Exercise instructions:
From the first line of the data below through the line holding "use reqwest::Client;", write out each line exactly as it stands.

___ Data provided ___

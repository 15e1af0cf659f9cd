use crate::config::ScannerConfig;
use crate::error::{AppError, Result};
use crate::services::filters::{is_stable_coin, parse_number};
use crate::types::{Candle, CoinData, Ticker};
use futures_util::stream::{self, StreamExt};
use reqwest::Client;
use serde::Deserialize;
use serde_json::Value;
use tracing::{debug, info, warn};

const BINANCE_API_URL: &str = "https://api1.binance.com/api/v3";
/// Candle requests in flight at once.
const MAX_CONCURRENT_KLINES: usize = 10;

/// Binance 24hr ticker response.
#[derive(Debug, Deserialize)]
#[serde(rename_all = "camelCase")]
struct BinanceTicker {
    symbol: String,
    last_price: String,
    price_change_percent: String,
    volume: String,
}

impl BinanceTicker {
    fn to_ticker(&self) -> Ticker {
        Ticker {
            symbol: self.symbol.clone(),
            price: parse_number(&self.last_price),
            change: parse_number(&self.price_change_percent),
            volume: parse_number(&self.volume),
        }
    }
}

/// Binance REST client.
#[derive(Clone)]
pub struct BinanceClient {
    client: Client,
    api_key: Option<String>,
    config: ScannerConfig,
}

impl BinanceClient {
    /// Create a new Binance client.
    pub fn new(api_key: Option<String>, config: ScannerConfig) -> Self {
        let client = Client::builder()
            .user_agent("fibscan/0.1")
            .build()
            .unwrap_or_else(|_| Client::new());

        Self {
            client,
            api_key,
            config,
        }
    }

    /// Fetch qualifying USDT pairs with their daily candles.
    ///
    /// Pairs whose candles fail to load are dropped.
    pub async fn fetch_market(&self) -> Result<Vec<CoinData>> {
        let tickers = self.fetch_tickers().await?;
        info!("Binance: {} qualifying pairs", tickers.len());

        let coins: Vec<CoinData> = stream::iter(tickers)
            .map(|ticker| async move {
                match self.fetch_klines(&ticker.symbol).await {
                    Ok(candles) => Some(CoinData { ticker, candles }),
                    Err(e) => {
                        warn!("Binance: skipping {}: {}", ticker.symbol, e);
                        None
                    }
                }
            })
            .buffer_unordered(MAX_CONCURRENT_KLINES)
            .filter_map(|coin| async move { coin })
            .collect()
            .await;

        Ok(coins)
    }

    /// Fetch 24h tickers and keep the USDT pairs worth scanning.
    pub async fn fetch_tickers(&self) -> Result<Vec<Ticker>> {
        let url = format!("{}/ticker/24hr", BINANCE_API_URL);
        let response = self.request(&url).send().await?;

        if !response.status().is_success() {
            let status = response.status();
            let text = response.text().await.unwrap_or_default();
            warn!(
                "Binance API returned {}: {}",
                status,
                text.chars().take(200).collect::<String>()
            );
            return Err(AppError::from_status("binance", status));
        }

        let tickers: Vec<BinanceTicker> = response.json().await?;
        Ok(select_tickers(&tickers, &self.config))
    }

    /// Fetch daily candles for a trading pair, oldest first.
    pub async fn fetch_klines(&self, symbol: &str) -> Result<Vec<Candle>> {
        let url = format!(
            "{}/klines?symbol={}&interval=1d&limit={}",
            BINANCE_API_URL, symbol, self.config.candle_limit
        );
        let response = self.request(&url).send().await?;

        if !response.status().is_success() {
            return Err(AppError::from_status("binance", response.status()));
        }

        let rows: Vec<Vec<Value>> = response.json().await?;
        let candles = parse_klines(&rows);
        debug!("Binance: {} candles for {}", candles.len(), symbol);
        Ok(candles)
    }

    fn request(&self, url: &str) -> reqwest::RequestBuilder {
        let mut request = self.client.get(url);
        if let Some(ref key) = self.api_key {
            request = request.header("X-MBX-APIKEY", key);
        }
        request
    }
}

fn select_tickers(tickers: &[BinanceTicker], config: &ScannerConfig) -> Vec<Ticker> {
    tickers
        .iter()
        .filter(|t| t.symbol.ends_with("USDT") && !is_stable_coin(&t.symbol))
        .map(BinanceTicker::to_ticker)
        .filter(|t| t.volume > config.min_volume && t.change != 0.0 && t.price > config.min_price)
        .take(config.binance_max_pairs)
        .collect()
}

/// Parse kline rows (`[openTime, open, high, low, close, ...]`), skipping
/// malformed rows.
pub(crate) fn parse_klines(rows: &[Vec<Value>]) -> Vec<Candle> {
    rows.iter().filter_map(|row| parse_kline_row(row)).collect()
}

/// Parse one `[time, open, high, low, close, ...]` row. Fields may be JSON
/// numbers or numeric strings.
pub(crate) fn parse_kline_row(row: &[Value]) -> Option<Candle> {
    if row.len() < 5 {
        return None;
    }
    let time = value_as_f64(&row[0])? as i64;
    let high = value_as_f64(&row[2])?;
    let low = value_as_f64(&row[3])?;
    let close = value_as_f64(&row[4])?;
    Some(Candle {
        time,
        high,
        low,
        close,
    })
}

fn value_as_f64(value: &Value) -> Option<f64> {
    let parsed = match value {
        Value::Number(n) => n.as_f64(),
        Value::String(s) => s.trim().parse().ok(),
        _ => None,
    }?;
    parsed.is_finite().then_some(parsed)
}

#[cfg(test)]
mod tests {
    use super::*;

    fn ticker_json(symbol: &str, price: &str, change: &str, volume: &str) -> String {
        format!(
            r#"{{"symbol":"{}","lastPrice":"{}","priceChangePercent":"{}","volume":"{}","quoteVolume":"1","highPrice":"1","lowPrice":"0.5"}}"#,
            symbol, price, change, volume
        )
    }

    // =========================================================================
    // BinanceTicker Tests
    // =========================================================================

    #[test]
    fn test_binance_ticker_deserialization() {
        let json = r#"{
            "symbol": "BTCUSDT",
            "lastPrice": "43500.50",
            "priceChangePercent": "2.5",
            "volume": "25000.5",
            "quoteVolume": "1087512500.25",
            "highPrice": "44000.00",
            "lowPrice": "42000.00"
        }"#;

        let ticker: BinanceTicker = serde_json::from_str(json).unwrap();
        let normalized = ticker.to_ticker();
        assert_eq!(normalized.symbol, "BTCUSDT");
        assert_eq!(normalized.price, 43500.5);
        assert_eq!(normalized.change, 2.5);
        assert_eq!(normalized.volume, 25000.5);
    }

    // =========================================================================
    // Ticker Selection Tests
    // =========================================================================

    #[test]
    fn test_select_tickers_filters() {
        let json = format!(
            "[{}]",
            [
                ticker_json("BTCUSDT", "43500", "2.5", "5000000"),
                ticker_json("ETHBTC", "0.05", "1.0", "5000000"),
                ticker_json("USDCUSDT", "1.0", "0.01", "90000000"),
                ticker_json("LOWVOLUSDT", "5", "3.0", "1000"),
                ticker_json("FLATUSDT", "5", "0.000", "5000000"),
                ticker_json("DUSTUSDT", "0.0001", "4.0", "5000000000"),
                ticker_json("SOLUSDT", "100", "-1.2", "2000000"),
            ]
            .join(",")
        );
        let tickers: Vec<BinanceTicker> = serde_json::from_str(&json).unwrap();
        let selected = select_tickers(&tickers, &ScannerConfig::default());

        let symbols: Vec<&str> = selected.iter().map(|t| t.symbol.as_str()).collect();
        assert_eq!(symbols, vec!["BTCUSDT", "SOLUSDT"]);
    }

    #[test]
    fn test_select_tickers_respects_max_pairs() {
        let json = format!(
            "[{}]",
            (0..5)
                .map(|i| ticker_json(&format!("C{}USDT", i), "10", "1", "5000000"))
                .collect::<Vec<_>>()
                .join(",")
        );
        let tickers: Vec<BinanceTicker> = serde_json::from_str(&json).unwrap();
        let config = ScannerConfig {
            binance_max_pairs: 3,
            ..ScannerConfig::default()
        };
        assert_eq!(select_tickers(&tickers, &config).len(), 3);
    }

    // =========================================================================
    // Kline Parsing Tests
    // =========================================================================

    #[test]
    fn test_parse_klines() {
        let json = r#"[
            [1700000000000, "36000.0", "37000.5", "35500.0", "36800.1", "1200.5", 1700086399999, "0", 100, "0", "0", "0"],
            [1700086400000, "36800.1", "38000.0", "36500.0", "37900.0", "900.1", 1700172799999, "0", 100, "0", "0", "0"]
        ]"#;
        let rows: Vec<Vec<Value>> = serde_json::from_str(json).unwrap();
        let candles = parse_klines(&rows);

        assert_eq!(candles.len(), 2);
        assert_eq!(candles[0].time, 1700000000000);
        assert_eq!(candles[0].high, 37000.5);
        assert_eq!(candles[0].low, 35500.0);
        assert_eq!(candles[1].close, 37900.0);
    }

    #[test]
    fn test_parse_klines_skips_malformed_rows() {
        let json = r#"[
            [1700000000000, "1", "2"],
            [1700000000000, "1", "abc", "0.5", "1.5"],
            [1700000000000, 1.0, 2.0, 0.5, 1.5]
        ]"#;
        let rows: Vec<Vec<Value>> = serde_json::from_str(json).unwrap();
        let candles = parse_klines(&rows);

        assert_eq!(candles.len(), 1);
        assert_eq!(candles[0].high, 2.0);
    }
}
pub mod fibonacci;
pub mod market;
pub mod scan;
pub mod tracking;

pub use fibonacci::*;
pub use market::*;
pub use scan::*;
pub use tracking::*;
use std::env;

use crate::types::Exchange;

pub const DEFAULT_RETRACEMENTS: &[f64] = &[0.0, 23.6, 38.2, 50.0, 61.8, 76.4, 100.0];
pub const DEFAULT_EXTENSIONS: &[f64] = &[61.8, 100.0, 138.2, 161.8, 200.0, 261.8];

/// Fibonacci level configuration.
///
/// Immutable once built; the calculator and scorer only ever read it.
#[derive(Debug, Clone, PartialEq)]
pub struct FibonacciConfig {
    /// Retracement ratios in percent.
    pub retracements: Vec<f64>,
    /// Extension ratios in percent.
    pub extensions: Vec<f64>,
    /// Width of the crossing band as a percent of the current price.
    pub tolerance_pct: f64,
    /// Confidence a result must exceed to be reliable.
    pub reliability_threshold: f64,
    /// Confidence lost per percent of distance to the nearest level.
    pub confidence_decay: f64,
}

impl Default for FibonacciConfig {
    fn default() -> Self {
        Self {
            retracements: DEFAULT_RETRACEMENTS.to_vec(),
            extensions: DEFAULT_EXTENSIONS.to_vec(),
            tolerance_pct: 0.5,
            reliability_threshold: 80.0,
            confidence_decay: 20.0,
        }
    }
}

/// Market scan configuration.
#[derive(Debug, Clone, PartialEq)]
pub struct ScannerConfig {
    /// Daily candles requested per pair.
    pub candle_limit: usize,
    /// Candles (most recent) the high/low window spans.
    pub lookback: usize,
    /// Pairs with fewer candles than this are skipped.
    pub min_candles: usize,
    /// Minimum 24h base volume.
    pub min_volume: f64,
    /// Minimum last price.
    pub min_price: f64,
    pub binance_max_pairs: usize,
    pub okx_max_pairs: usize,
    pub okx_batch_size: usize,
    pub okx_batch_delay_ms: u64,
    pub okx_request_delay_ms: u64,
}

impl Default for ScannerConfig {
    fn default() -> Self {
        Self {
            candle_limit: 100,
            lookback: 50,
            min_candles: 50,
            min_volume: 1_000_000.0,
            min_price: 0.001,
            binance_max_pairs: 100,
            okx_max_pairs: 30,
            okx_batch_size: 3,
            okx_batch_delay_ms: 2000,
            okx_request_delay_ms: 500,
        }
    }
}

/// Application configuration.
#[derive(Debug, Clone)]
pub struct Config {
    /// Server host address.
    pub host: String,
    /// Server port.
    pub port: u16,
    /// Exchange polled in the background.
    pub default_exchange: Exchange,
    /// Seconds between background scans.
    pub poll_interval_secs: u64,
    /// Binance API key (optional, public endpoints work without).
    pub binance_api_key: Option<String>,
    /// OKX API key (optional).
    pub okx_api_key: Option<String>,
    /// Directory for the best-effort JSON cache.
    pub cache_dir: String,
    pub scanner: ScannerConfig,
    pub fibonacci: FibonacciConfig,
}

impl Config {
    /// Load configuration from environment variables.
    pub fn from_env() -> Self {
        let scanner_defaults = ScannerConfig::default();
        let fib_defaults = FibonacciConfig::default();

        Self {
            host: env::var("HOST").unwrap_or_else(|_| "0.0.0.0".to_string()),
            port: parse_var("PORT", 3001),
            default_exchange: env::var("DEFAULT_EXCHANGE")
                .ok()
                .and_then(|v| Exchange::from_str(&v))
                .unwrap_or_default(),
            poll_interval_secs: parse_var("POLL_INTERVAL_SECS", 300),
            binance_api_key: env::var("BINANCE_API_KEY").ok(),
            okx_api_key: env::var("OKX_API_KEY").ok(),
            cache_dir: env::var("CACHE_DIR").unwrap_or_else(|_| ".fibscan_cache".to_string()),
            scanner: ScannerConfig {
                candle_limit: parse_var("CANDLE_LIMIT", scanner_defaults.candle_limit),
                lookback: parse_var("LOOKBACK_CANDLES", scanner_defaults.lookback),
                min_candles: parse_var("MIN_CANDLES", scanner_defaults.min_candles),
                min_volume: parse_var("MIN_VOLUME", scanner_defaults.min_volume),
                min_price: parse_var("MIN_PRICE", scanner_defaults.min_price),
                binance_max_pairs: parse_var(
                    "BINANCE_MAX_PAIRS",
                    scanner_defaults.binance_max_pairs,
                ),
                okx_max_pairs: parse_var("OKX_MAX_PAIRS", scanner_defaults.okx_max_pairs),
                okx_batch_size: parse_var("OKX_BATCH_SIZE", scanner_defaults.okx_batch_size)
                    .max(1),
                okx_batch_delay_ms: parse_var(
                    "OKX_BATCH_DELAY_MS",
                    scanner_defaults.okx_batch_delay_ms,
                ),
                okx_request_delay_ms: parse_var(
                    "OKX_REQUEST_DELAY_MS",
                    scanner_defaults.okx_request_delay_ms,
                ),
            },
            fibonacci: FibonacciConfig {
                retracements: env::var("FIB_RETRACEMENTS")
                    .ok()
                    .map(|v| parse_ratio_list(&v, DEFAULT_RETRACEMENTS))
                    .unwrap_or(fib_defaults.retracements),
                extensions: env::var("FIB_EXTENSIONS")
                    .ok()
                    .map(|v| parse_ratio_list(&v, DEFAULT_EXTENSIONS))
                    .unwrap_or(fib_defaults.extensions),
                tolerance_pct: non_negative_var("FIB_TOLERANCE_PCT", fib_defaults.tolerance_pct),
                reliability_threshold: non_negative_var(
                    "CONFIDENCE_THRESHOLD",
                    fib_defaults.reliability_threshold,
                ),
                confidence_decay: fib_defaults.confidence_decay,
            },
        }
    }
}

impl Default for Config {
    fn default() -> Self {
        Self::from_env()
    }
}

fn parse_var<T: std::str::FromStr>(key: &str, default: T) -> T {
    env::var(key)
        .ok()
        .and_then(|v| v.trim().parse().ok())
        .unwrap_or(default)
}

fn non_negative_var(key: &str, default: f64) -> f64 {
    env::var(key)
        .ok()
        .and_then(|v| parse_non_negative(&v))
        .unwrap_or(default)
}

/// Parse a finite, non-negative number. NaN, infinities and negatives are rejected.
pub fn parse_non_negative(raw: &str) -> Option<f64> {
    raw.trim()
        .parse::<f64>()
        .ok()
        .filter(|v| v.is_finite() && *v >= 0.0)
}

/// Parse a comma-separated ratio list ("0,23.6,38.2").
/// Unparsable or non-finite entries are dropped; an empty result yields `fallback`.
pub fn parse_ratio_list(raw: &str, fallback: &[f64]) -> Vec<f64> {
    let ratios: Vec<f64> = raw
        .split(',')
        .filter_map(|part| part.trim().parse::<f64>().ok())
        .filter(|r| r.is_finite())
        .collect();

    if ratios.is_empty() {
        fallback.to_vec()
    } else {
        ratios
    }
}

___

Task response:
repository 15e1af0cf659f9cd
use crate::config::ScannerConfig;
use crate::error::{AppError, Result};
use crate::services::filters::{is_stable_coin, parse_number};
use crate::types::{Candle, CoinData, Ticker};
use futures_util::stream::{self, StreamExt};
use reqwest::Client;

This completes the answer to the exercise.